Arrendamento compulsivo causa “urticária” a uns e, para outros, “peca por tardio”. E será constitucional?

Um dos exemplos que Marques Mendes deu sobre como “a politização só cria ruído” foi o arrendamento coercivo de casas consideradas vazias, uma das medidas mais polémicas do chamado pacote Mais Habitação, apresentado pela ministra Marina Gonçalves e pelo primeiro-ministro António Costa. Essa proposta foi, para Marques Mendes, “um pontapé na estratégia” – “é preciso mais pragmatismo para resolver os problemas”.

“Temos um modelo de governação que está esgotado”

Mas o problema está a montante, diz o comentador. Para quê, ao fim de vários anos de governação, passar a habitação de uma Secretaria de Estado para um Ministério – “isso resolve alguma coisa? “Quando um político acha que resolve um problema criando uma nova estrutura, é um péssimo político“, considera o ex-líder do PSD.
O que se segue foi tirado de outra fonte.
use leptos::*;
use parcelreport::SUCCESS_MESSAGE;

#[component]
pub fn SubmissionStatusView(
    is_submitting: Signal<bool>,
    submit_succeeded: Signal<bool>,
    global_error: Signal<Option<String>>,
) -> impl IntoView {
    view! {
       // Show a loading message while the form is submitting
       { move || if is_submitting.get() {
           view! {
               <div>
                   "Submitting..."
               </div>
           }.into_view()
       } else {
           view! { }.into_view()
       }}

       { move || if submit_succeeded.get() {
           view! {
               <div class="text-green-600">
                   {SUCCESS_MESSAGE}
               </div>
           }.into_view()
       } else {
           view! { }.into_view()
       }}

       // form-wide error, field errors are shown next to their input
       { move || if let Some(error) = global_error.get() {
           view! {
               <div class="text-red-500">
                   {error}
               </div>
           }.into_view()
       } else {
           view! { }.into_view()
       }}
    }
}
use clap::Command;

use super::fields::with_field_args;
pub use super::validate_handler::handle_validate;

pub fn validate_subcommand() -> Command {
    with_field_args(
        Command::new("validate")
            .about("Check a delivery report without sending it"),
    )
}
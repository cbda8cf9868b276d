use std::error::Error;
use std::fmt;

use url::ParseError;

#[derive(Debug)]
pub enum ReportError {
    ConfigError(String),
    InvalidValue { field: String, details: String },
    Parse(ParseError),
    Json(serde_json::Error),
}

impl fmt::Display for ReportError {
    fn fmt(&self, f: &mut fmt::Formatter) -> fmt::Result {
        match self {
            ReportError::ConfigError(s) => write!(f, "Config error: {}", s),
            ReportError::InvalidValue { field, details } => {
                write!(f, "Invalid value for {}: {}", field, details)
            }
            ReportError::Parse(e) => write!(f, "{}", e),
            ReportError::Json(e) => write!(f, "JSON error: {}", e),
        }
    }
}

impl Error for ReportError {}

impl From<ParseError> for ReportError {
    fn from(error: ParseError) -> Self {
        ReportError::Parse(error)
    }
}

impl From<serde_json::Error> for ReportError {
    fn from(error: serde_json::Error) -> Self {
        ReportError::Json(error)
    }
}
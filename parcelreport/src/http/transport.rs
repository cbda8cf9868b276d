use async_trait::async_trait;
use bytes::Bytes;

use super::response::HttpClientResult;

pub const JSON_CONTENT_TYPE: &str = "application/json";

/// Sends a JSON document to an endpoint and hands back whatever response
/// came back, successful or not.
#[cfg_attr(target_arch = "wasm32", async_trait(?Send))]
#[cfg_attr(not(target_arch = "wasm32"), async_trait)]
pub trait Transport {
    async fn post_json(&self, url: &str, body: Bytes) -> HttpClientResult;
}

#[cfg(any(feature = "http_client", target_arch = "wasm32"))]
#[cfg_attr(target_arch = "wasm32", async_trait(?Send))]
#[cfg_attr(not(target_arch = "wasm32"), async_trait)]
impl Transport for super::HttpClient {
    async fn post_json(&self, url: &str, body: Bytes) -> HttpClientResult {
        let mut headers = std::collections::HashMap::new();
        headers.insert(
            "Content-Type".to_string(),
            JSON_CONTENT_TYPE.to_string(),
        );
        self.post(url, Some(&headers), Some(&body)).await
    }
}
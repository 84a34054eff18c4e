use soroban_sdk::{log, Env};

use crate::error::{ErrorCode, MarketplaceResult};

pub trait SafeMath: Sized {
    fn safe_add(self, rhs: Self, env: &Env) -> MarketplaceResult<Self>;
    fn safe_sub(self, rhs: Self, env: &Env) -> MarketplaceResult<Self>;
    fn safe_mul(self, rhs: Self, env: &Env) -> MarketplaceResult<Self>;
}

macro_rules! checked_impl {
    ($t:ty) => {
        impl SafeMath for $t {
            #[track_caller]
            #[inline(always)]
            fn safe_add(self, v: $t, env: &Env) -> MarketplaceResult<$t> {
                match self.checked_add(v) {
                    Some(result) => Ok(result),
                    None => {
                        log!(env, "Math error thrown at {}:{}", file!(), line!());
                        Err(ErrorCode::MathError)
                    }
                }
            }

            #[track_caller]
            #[inline(always)]
            fn safe_sub(self, v: $t, env: &Env) -> MarketplaceResult<$t> {
                match self.checked_sub(v) {
                    Some(result) => Ok(result),
                    None => {
                        log!(env, "Math error thrown at {}:{}", file!(), line!());
                        Err(ErrorCode::MathError)
                    }
                }
            }

            #[track_caller]
            #[inline(always)]
            fn safe_mul(self, v: $t, env: &Env) -> MarketplaceResult<$t> {
                match self.checked_mul(v) {
                    Some(result) => Ok(result),
                    None => {
                        log!(env, "Math error thrown at {}:{}", file!(), line!());
                        Err(ErrorCode::MathError)
                    }
                }
            }
        }
    };
}

checked_impl!(u32);
checked_impl!(u64);
checked_impl!(i128);
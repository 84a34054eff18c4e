pub mod verification;

pub use verification::{VerificationRecord, VerificationStatus};
use marketplace::{ error::MarketplaceResult, math::safe_math::SafeMath };
use soroban_sdk::{ token, Address, Env };

use crate::storage::{ get_escrow_balance, save_auction, save_escrow_balance, Auction, Config };

/// Escrows `amount` from `bidder` and refunds the bid it displaces.
///
/// Both transfers and the record update happen in the same invocation, so a
/// failed transfer leaves neither the new bid nor the refund applied.
pub fn place_bid(
    env: &Env,
    config: &Config,
    auction: &mut Auction,
    bidder: Address,
    amount: i128
) -> MarketplaceResult<Option<(Address, i128)>> {
    let now = env.ledger().timestamp();
    auction.validate_bid(env, &bidder, amount, now)?;

    let ledger = env.current_contract_address();
    let bid_token = token::Client::new(env, &config.bid_token);

    let mut escrow = get_escrow_balance(env).safe_add(amount, env)?;
    bid_token.transfer(&bidder, &ledger, &amount);

    let displaced = auction.place_bid(bidder, amount);
    if let Some((previous_bidder, previous_amount)) = &displaced {
        escrow = escrow.safe_sub(*previous_amount, env)?;
        bid_token.transfer(&ledger, previous_bidder, previous_amount);
    }

    save_escrow_balance(env, escrow);
    save_auction(env, auction);

    Ok(displaced)
}
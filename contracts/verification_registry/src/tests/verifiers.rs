use marketplace::error::ErrorCode;
use soroban_sdk::{ testutils::Address as _, Address };

use super::setup::RegistryTest;

#[test]
fn owner_manages_verifier_set() {
    let test = RegistryTest::setup();
    let newcomer = Address::generate(&test.env);

    assert!(test.registry.is_verifier(&test.verifier));
    assert!(!test.registry.is_verifier(&newcomer));

    test.registry.add_verifier(&test.owner, &newcomer);
    assert!(test.registry.is_verifier(&newcomer));

    test.registry.remove_verifier(&test.owner, &newcomer);
    assert!(!test.registry.is_verifier(&newcomer));
}

#[test]
fn verifier_changes_are_idempotent() {
    let test = RegistryTest::setup();
    let stranger = Address::generate(&test.env);

    test.registry.add_verifier(&test.owner, &test.verifier);
    assert!(test.registry.is_verifier(&test.verifier));

    test.registry.remove_verifier(&test.owner, &stranger);
    test.registry.remove_verifier(&test.owner, &stranger);
    assert!(!test.registry.is_verifier(&stranger));
}

#[test]
fn only_owner_manages_verifiers() {
    let test = RegistryTest::setup();
    let stranger = Address::generate(&test.env);

    assert_eq!(
        test.registry.try_add_verifier(&stranger, &stranger),
        Err(Ok(ErrorCode::NotAuthorized))
    );
    assert_eq!(
        test.registry.try_remove_verifier(&test.verifier, &test.verifier),
        Err(Ok(ErrorCode::NotAuthorized))
    );
    assert!(test.registry.is_verifier(&test.verifier));
}

#[test]
fn removed_verifier_loses_access() {
    let test = RegistryTest::setup();
    let artist = Address::generate(&test.env);
    let token_id = test.mint(&artist, 1);
    test.registry.request_verification(&artist, &token_id);

    test.registry.remove_verifier(&test.owner, &test.verifier);

    assert_eq!(
        test.registry.try_verify_nft(&test.verifier, &token_id, &test.reason("ok")),
        Err(Ok(ErrorCode::NotVerifier))
    );
}

#[test]
fn ownership_transfer_hands_over_verifier_management() {
    let test = RegistryTest::setup();
    let successor = Address::generate(&test.env);
    let newcomer = Address::generate(&test.env);

    test.registry.transfer_ownership(&test.owner, &successor);
    assert_eq!(test.registry.query_owner(), successor);

    assert_eq!(
        test.registry.try_add_verifier(&test.owner, &newcomer),
        Err(Ok(ErrorCode::NotAuthorized))
    );
    test.registry.add_verifier(&successor, &newcomer);
    assert!(test.registry.is_verifier(&newcomer));
}

#[test]
fn reports_configured_collection() {
    let test = RegistryTest::setup();

    assert_eq!(test.registry.query_nft_contract(), test.nft.address);
}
Esse ponto está relacionado com outro, também salientado por Marques Mendes: a falta de coordenação que os governos, de um modo geral, sofrem e que foi patente na governação de António Costa, diz. “Temos um modelo de governação que está esgotado. Temos um conjunto de ministros em que cada um trabalha para o seu lado – encontram-se vagamente à quinta-feira, mas nunca há tempo para parar e pensar no que se faz“, diz o ex-líder do PSD, considerando que a política de habitação é um exemplo paradigmático disto porque “envolve os ministérios da Habitação, das Finanças, do Ambiente, do Planeamento [pela gestão dos fundos europeus, que depois passou para a Presidência], etc.”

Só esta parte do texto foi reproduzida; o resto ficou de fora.